This is the best geo from this exam, in my opinion. Here goes my solution (more like a sketch): Let $CD$ intersect $AB$ at $R$, $EF$ meets $AB$ at $T$ and $CD$ meets $EF$ at $S$. Obviously $DCEF$ is a cyclic isosceles trapezoid; let $X$ be its center. We claim that $X$ is the desired tangency point. Note that $\angle EXF= 2\angle ECF= \angle EPF$, so $X$ is on $(PEF)$ and $XE=XF$. By a well-known spiral config (since $BE=AF$), we have that $X$ lies on $(ABP)$ as well (and $X$ is on the perpendicular bisector of $AB$). In addition, note that $SX$ is the bisector of $\angle DSF$. Thus, in order to prove $X$ is on $(SRT)$, we need to prove that $X$ is on the perpendicular bisector of $RT$, or equivalently, $RB=AT$, but this can be derived easily with a bit of a length bash using the equal segments: twice Menelaus for $\triangle ABP$ (which I will skip). Now, the tangency easily follows since the triangles $AXB$ and $RXT$ are isosceles, done.

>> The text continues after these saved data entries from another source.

//! Inference state and the two pure transitions on it: applying an
//! adjustment and decaying toward baseline.
//!
//! Both transitions return a new value and never touch storage, so callers
//! decide when (and whether) to persist.

use serde::{Deserialize, Serialize};

use crate::signal::Adjustment;

/// Neutral resting value for mood and energy.
pub const BASELINE: f64 = 5.0;
/// Lower bound of the mood/energy domain.
pub const MIN_VALUE: f64 = 0.0;
/// Upper bound of the mood/energy domain.
pub const MAX_VALUE: f64 = 10.0;
/// Distance moved toward baseline per decay tick.
pub const DECAY_RATE: f64 = 0.1;

/// Inferred mood and energy, both in `[MIN_VALUE, MAX_VALUE]`.
///
/// Serialized as the flat `{mood, energy, lastUpdate}` record, with
/// `lastUpdate` in unix milliseconds.
#[derive(Debug, Clone, Copy, PartialEq, Serialize, Deserialize)]
#[serde(rename_all = "camelCase")]
pub struct InferenceState {
    pub mood: f64,
    pub energy: f64,
    /// Unix milliseconds of the last mutation. Informational only.
    #[serde(default)]
    pub last_update: u64,
}

impl InferenceState {
    /// Baseline state stamped with the current time.
    pub fn baseline() -> Self {
        Self::baseline_at(now_millis())
    }

    /// Baseline state stamped with `at`.
    pub fn baseline_at(at: u64) -> Self {
        Self {
            mood: BASELINE,
            energy: BASELINE,
            last_update: at,
        }
    }

    /// Whether both values sit exactly on the baseline.
    pub fn is_baseline(&self) -> bool {
        self.mood == BASELINE && self.energy == BASELINE
    }

    /// Re-establish the domain invariant on a state from an untrusted source.
    ///
    /// Non-finite values fall back to baseline; finite ones are clamped.
    pub fn sanitized(self) -> Self {
        Self {
            mood: sanitize(self.mood),
            energy: sanitize(self.energy),
            last_update: self.last_update,
        }
    }
}

impl Default for InferenceState {
    fn default() -> Self {
        Self::baseline()
    }
}

/// Apply an adjustment, clamping each value into the domain and stamping `now`.
pub fn apply(state: &InferenceState, adjustment: Adjustment, now: u64) -> InferenceState {
    InferenceState {
        mood: clamp(state.mood + adjustment.mood),
        energy: clamp(state.energy + adjustment.energy),
        last_update: now,
    }
}

/// One decay step toward baseline, stamping `now`. Never overshoots.
pub fn decay(state: &InferenceState, now: u64) -> InferenceState {
    InferenceState {
        mood: decay_value(state.mood),
        energy: decay_value(state.energy),
        last_update: now,
    }
}

/// Move a single value one step toward [`BASELINE`].
pub fn decay_value(value: f64) -> f64 {
    if value > BASELINE {
        (value - DECAY_RATE).max(BASELINE)
    } else if value < BASELINE {
        (value + DECAY_RATE).min(BASELINE)
    } else {
        value
    }
}

fn clamp(value: f64) -> f64 {
    value.clamp(MIN_VALUE, MAX_VALUE)
}

fn sanitize(value: f64) -> f64 {
    if value.is_finite() { clamp(value) } else { BASELINE }
}

/// Current wall-clock time in unix milliseconds.
pub fn now_millis() -> u64 {
    std::time::SystemTime::now()
        .duration_since(std::time::UNIX_EPOCH)
        .map(|d| d.as_millis() as u64)
        .unwrap_or(0)
}

// ---------------------------------------------------------------------------
// Tests
// ---------------------------------------------------------------------------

Clearly, $DCEF$ is a cyclic isosceles trapezoid. Let $T$ be its center and denote its circumcircle $\omega$. Furthermore, let $Q=CD\cap EF$, $X=AB\cap EF$, and $Y=AB\cap CD$. By symmetry, we must have $Q$, $P$, and $T$ to be colinear. Note that $\angle FTC=2\angle FDC=2\angle QDF=\angle FYC$ so $T\in (FYC)$. Also, $\angle DTC=2\angle DFC=\angle DPC$ implying $T\in (DPC)$. We conclude that $T$ is the Miquel point of complete quad $\{QF,FP,PD,DQ\}$. Now from the condition, $\mathrm{pow}(A,\omega)=AF\cdot AC=BE\cdot BD=\mathrm{pow}(B,\omega)$ so $TA=TB$. It follows that $\bigtriangleup ATF\cong\bigtriangleup BTE$ by sss. Now we have $\bigtriangleup EFT\sim\bigtriangleup BTA$ so $\angle ATB=\angle FTE=\angle FPE=\angle APB$, hence $T\in (APB)$. $T$ is now the Miquel point of complete quad $\{YA,AP,PD,DY\}$ so $T\in (XYQ)$. Finally, we must have $\angle YXT=\angle TQC=\angle TQE=\angle TQX=\angle TYX$ so $\bigtriangleup XTY$ is isosceles. We conclude that the circumcircles of $\bigtriangleup APB$ and $\bigtriangleup XYQ$ are tangent at $T$.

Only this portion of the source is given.